No drivers/bad drivers for ATI x1800s 64-bit then? *quotes from the Book of Ubuntuforums: "One serious advanatge is the os is noticably faster. Also some programs can have a 30% increese in speed. You are using yout processor to its best advantages."

Though the main problem with 64-bit as I mentioned above is the lack of support in -ANY- OS for a lot of stuff. And given the rate at which your laptop crashed in Douglass last year... Heh. Anyway most 32-bit proggies will work in 64-bit environments, if your hardware has GOOD drivers for 64-bit Ubuntu then there's no real reason not to use it. --Grar 08:21, 8 November 2007 (PST)

[edit] Moochm's comment

Hello, glad I found your article on Gutsy + RAID0 (came from https://help.ubuntu.com/community/FakeRaidHowto). My situation is similar, but I am trying to install Gutsy on an AMD64 desktop with a 2-disk RAID-0 (nvidia 570 fakeraid). Windows XP has been previously installed on the RAID array. I successfully booted the 64bit LiveCD and got dmraid to recognize the array.
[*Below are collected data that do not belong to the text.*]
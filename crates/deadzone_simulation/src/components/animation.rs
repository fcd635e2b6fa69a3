//! Intent флаги для анимационного слоя
//!
//! Симуляция не играет анимации — только выставляет флаги, хост читает их
//! после тика (isMoving bool + Attack trigger).

use bevy::prelude::*;

/// Animation intent агента на ТЕКУЩИЙ тик
///
/// Пересчитывается каждый тик из нового AgentState (не из предыдущего).
#[derive(Component, Debug, Clone, Copy, Default, PartialEq, Eq, Reflect)]
#[reflect(Component)]
pub struct AnimationIntent {
    /// Агент идёт/бежит (locomotion blend)
    pub is_moving: bool,
    /// Агент в Attacking state (держит позицию и бьёт)
    pub attacking: bool,
}

impl AnimationIntent {
    pub const IDLE: Self = Self {
        is_moving: false,
        attacking: false,
    };
}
Formatting (ext3) and installing ubuntu-base to an empty (primary) partition on the array went smoothly. The part I am having trouble with is GRUB. With grub installed on the new partition (/boot/grub) and files copied over from liveCD (/usr/lib/grub/x86_64/), running Grub produces a message about unknown partition table signature (don't have the exact error handy). Despite the message, grub started so I tried the next steps but doing 'setup (hd0)' resulted in an 'unable to mount' error. I am probably just doing something dumb but can't seem to get past this. One of the main differences in my setup is that my partition table was created by Windows OS - could that pose a problem? As I said, mkfs had no trouble formatting the partition I want to use for ubuntu but maybe there is something weird about the partitions that is confusing grub? I would like to list partition table but I'm not at home right now. Thanks for your excellent work on this how-to! --Moochm 13:36, 16 November 2007 (PST)

[edit] Error Installing 'dmraid' in chroot-ed environment

On amd64, I got the following when I attempt apt-get install dmraid in the chroot-ed environment:

Setting up dmraid (1.0.0.rc13-2ubuntu5) ...
invoke-rc.d: initscript dmraid, action "start" failed.
dpkg: error processing dmraid (--configure):
 subprocess post-installation script returned error exit status 1
Errors were encountered while processing:
 dmraid
E: Sub-process /usr/bin/dpkg returned an error code (1)

Bit of a show-stopper :(

The reason is that dmraid's post-install script runs 'update-initramfs', which fails due to the lack of a kernel or modules.

I'd been following the FakeRaidHowto and (wrongly) expected debootstrap to install a kernel, etc. Doing:

# apt-get install linux

-- allowed dmraid to complete its installation.